───── Working data ─────
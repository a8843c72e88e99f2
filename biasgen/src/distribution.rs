//! Per-variable weight specifications.
//!
//! A [`Weights`] value describes the (unnormalized) weight of each value of a categorical
//! variable. It is either parametric, a density or a probability mass function, or a literal
//! list. [`Weights::weights_for`] evaluates any of them over a support of given size:
//! - a density is evaluated at the grid points `k / support` for `k` in `0..support`,
//! - a mass function is evaluated at the integers `k` in `0..support`,
//! - a literal list is used as is and must have exactly `support` elements.
//!
//! No normalization happens here.

use std::sync::Arc;

use ndarray::Array1;

use crate::{NumericError, Result, UsageError};

/// Continuous distribution, queried through its density function.
pub trait Density: Send + Sync {
    fn density(&self, x: f64) -> f64;
}

/// Discrete distribution, queried through its probability mass function.
pub trait Mass: Send + Sync {
    fn mass(&self, k: usize) -> f64;
}

impl<F> Density for F
where
    F: Fn(f64) -> f64 + Send + Sync,
{
    fn density(&self, x: f64) -> f64 {
        self(x)
    }
}

/// Wrapper turning a function of the value index into a [`Mass`].
pub struct MassFn<F>(pub F);

impl<F> Mass for MassFn<F>
where
    F: Fn(usize) -> f64 + Send + Sync,
{
    fn mass(&self, k: usize) -> f64 {
        (self.0)(k)
    }
}

#[derive(Clone)]
pub enum Weights {
    Density(Arc<dyn Density>),
    Mass(Arc<dyn Mass>),
    Literal(Vec<f64>),
}

impl Weights {
    pub fn density(d: impl Density + 'static) -> Self {
        Self::Density(Arc::new(d))
    }
    pub fn mass(m: impl Mass + 'static) -> Self {
        Self::Mass(Arc::new(m))
    }
    pub fn literal(weights: impl Into<Vec<f64>>) -> Self {
        Self::Literal(weights.into())
    }

    /// Weights of the `support` values of `node`.
    pub fn weights_for(&self, node: &str, support: usize) -> Result<Array1<f64>> {
        let weights = match self {
            Self::Density(d) => {
                Array1::from_shape_fn(support, |k| d.density(k as f64 / support as f64))
            }
            Self::Mass(m) => Array1::from_shape_fn(support, |k| m.mass(k)),
            Self::Literal(w) => {
                if w.len() != support {
                    return Err(UsageError::WeightLength {
                        node: node.to_owned(),
                        got: w.len(),
                        expected: support,
                    }
                    .into());
                }
                Array1::from_vec(w.clone())
            }
        };
        if let Some((index, value)) = weights.iter().enumerate().find(|(_, w)| !w.is_finite()) {
            return Err(NumericError::NonFinite {
                node: node.to_owned(),
                index,
                value: *value,
            }
            .into());
        }
        Ok(weights)
    }

    pub fn kind(&self) -> &'static str {
        match self {
            Self::Density(_) => "density",
            Self::Mass(_) => "mass",
            Self::Literal(_) => "literal",
        }
    }
}

impl std::fmt::Debug for Weights {
    fn fmt(&self, f: &mut std::fmt::Formatter<'_>) -> std::fmt::Result {
        match self {
            Self::Literal(w) => f.debug_tuple("Literal").field(w).finish(),
            Self::Density(_) => f.write_str("Density(..)"),
            Self::Mass(_) => f.write_str("Mass(..)"),
        }
    }
}

impl From<Vec<f64>> for Weights {
    fn from(w: Vec<f64>) -> Self {
        Self::Literal(w)
    }
}

impl From<&[f64]> for Weights {
    fn from(w: &[f64]) -> Self {
        Self::Literal(w.to_vec())
    }
}

impl<const N: usize> From<[f64; N]> for Weights {
    fn from(w: [f64; N]) -> Self {
        Self::Literal(w.to_vec())
    }
}

#[derive(Debug, Clone, Copy)]
pub struct Normal {
    pub mean: f64,
    pub std: f64,
}

impl Normal {
    pub fn new(mean: f64, std: f64) -> Self {
        Self { mean, std }
    }
}

impl Density for Normal {
    fn density(&self, x: f64) -> f64 {
        let z = (x - self.mean) / self.std;
        (-0.5 * z * z).exp() / (self.std * (2.0 * std::f64::consts::PI).sqrt())
    }
}

#[derive(Debug, Clone, Copy)]
pub struct Exponential {
    pub rate: f64,
}

impl Exponential {
    pub fn new(rate: f64) -> Self {
        Self { rate }
    }
}

impl Density for Exponential {
    fn density(&self, x: f64) -> f64 {
        if x < 0.0 {
            0.0
        } else {
            self.rate * (-self.rate * x).exp()
        }
    }
}

/// Uniform density on `[low, high]`.
#[derive(Debug, Clone, Copy)]
pub struct Uniform {
    pub low: f64,
    pub high: f64,
}

impl Uniform {
    pub fn new(low: f64, high: f64) -> Self {
        Self { low, high }
    }
}

impl Density for Uniform {
    fn density(&self, x: f64) -> f64 {
        if x < self.low || x > self.high {
            0.0
        } else {
            1.0 / (self.high - self.low)
        }
    }
}

#[derive(Debug, Clone, Copy)]
pub struct Bernoulli {
    pub p: f64,
}

impl Bernoulli {
    pub fn new(p: f64) -> Self {
        Self { p }
    }
}

impl Mass for Bernoulli {
    fn mass(&self, k: usize) -> f64 {
        match k {
            0 => 1.0 - self.p,
            1 => self.p,
            _ => 0.0,
        }
    }
}

#[derive(Debug, Clone, Copy)]
pub struct Binomial {
    pub n: usize,
    pub p: f64,
}

impl Binomial {
    pub fn new(n: usize, p: f64) -> Self {
        Self { n, p }
    }
}

impl Mass for Binomial {
    fn mass(&self, k: usize) -> f64 {
        if k > self.n {
            return 0.0;
        }
        // C(n, k) as a running product keeps intermediate values small.
        let choose = (1..=k).fold(1.0, |acc, i| acc * (self.n - k + i) as f64 / i as f64);
        choose * self.p.powi(k as i32) * (1.0 - self.p).powi((self.n - k) as i32)
    }
}

#[derive(Debug, Clone, Copy)]
pub struct Poisson {
    pub lambda: f64,
}

impl Poisson {
    pub fn new(lambda: f64) -> Self {
        Self { lambda }
    }
}

impl Mass for Poisson {
    fn mass(&self, k: usize) -> f64 {
        (1..=k).fold((-self.lambda).exp(), |acc, i| acc * self.lambda / i as f64)
    }
}

/// Number of failures before the first success.
#[derive(Debug, Clone, Copy)]
pub struct Geometric {
    pub p: f64,
}

impl Geometric {
    pub fn new(p: f64) -> Self {
        Self { p }
    }
}

impl Mass for Geometric {
    fn mass(&self, k: usize) -> f64 {
        (1.0 - self.p).powi(k as i32) * self.p
    }
}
─────
→ **Exercise directions**:
Copy the lines above exactly, beginning at the line that has "#[derive(Clone)]" and stopping after the line that has "let weights = match", and omit the rest.

→ **Task answer**:
#[derive(Clone)]
pub enum Weights {
    Density(Arc<dyn Density>),
    Mass(Arc<dyn Mass>),
    Literal(Vec<f64>),
}

impl Weights {
    pub fn density(d: impl Density + 'static) -> Self {
        Self::Density(Arc::new(d))
    }
    pub fn mass(m: impl Mass + 'static) -> Self {
        Self::Mass(Arc::new(m))
    }
    pub fn literal(weights: impl Into<Vec<f64>>) -> Self {
        Self::Literal(weights.into())
    }

    /// Weights of the `support` values of `node`.
    pub fn weights_for(&self, node: &str, support: usize) -> Result<Array1<f64>> {
        let weights = match self {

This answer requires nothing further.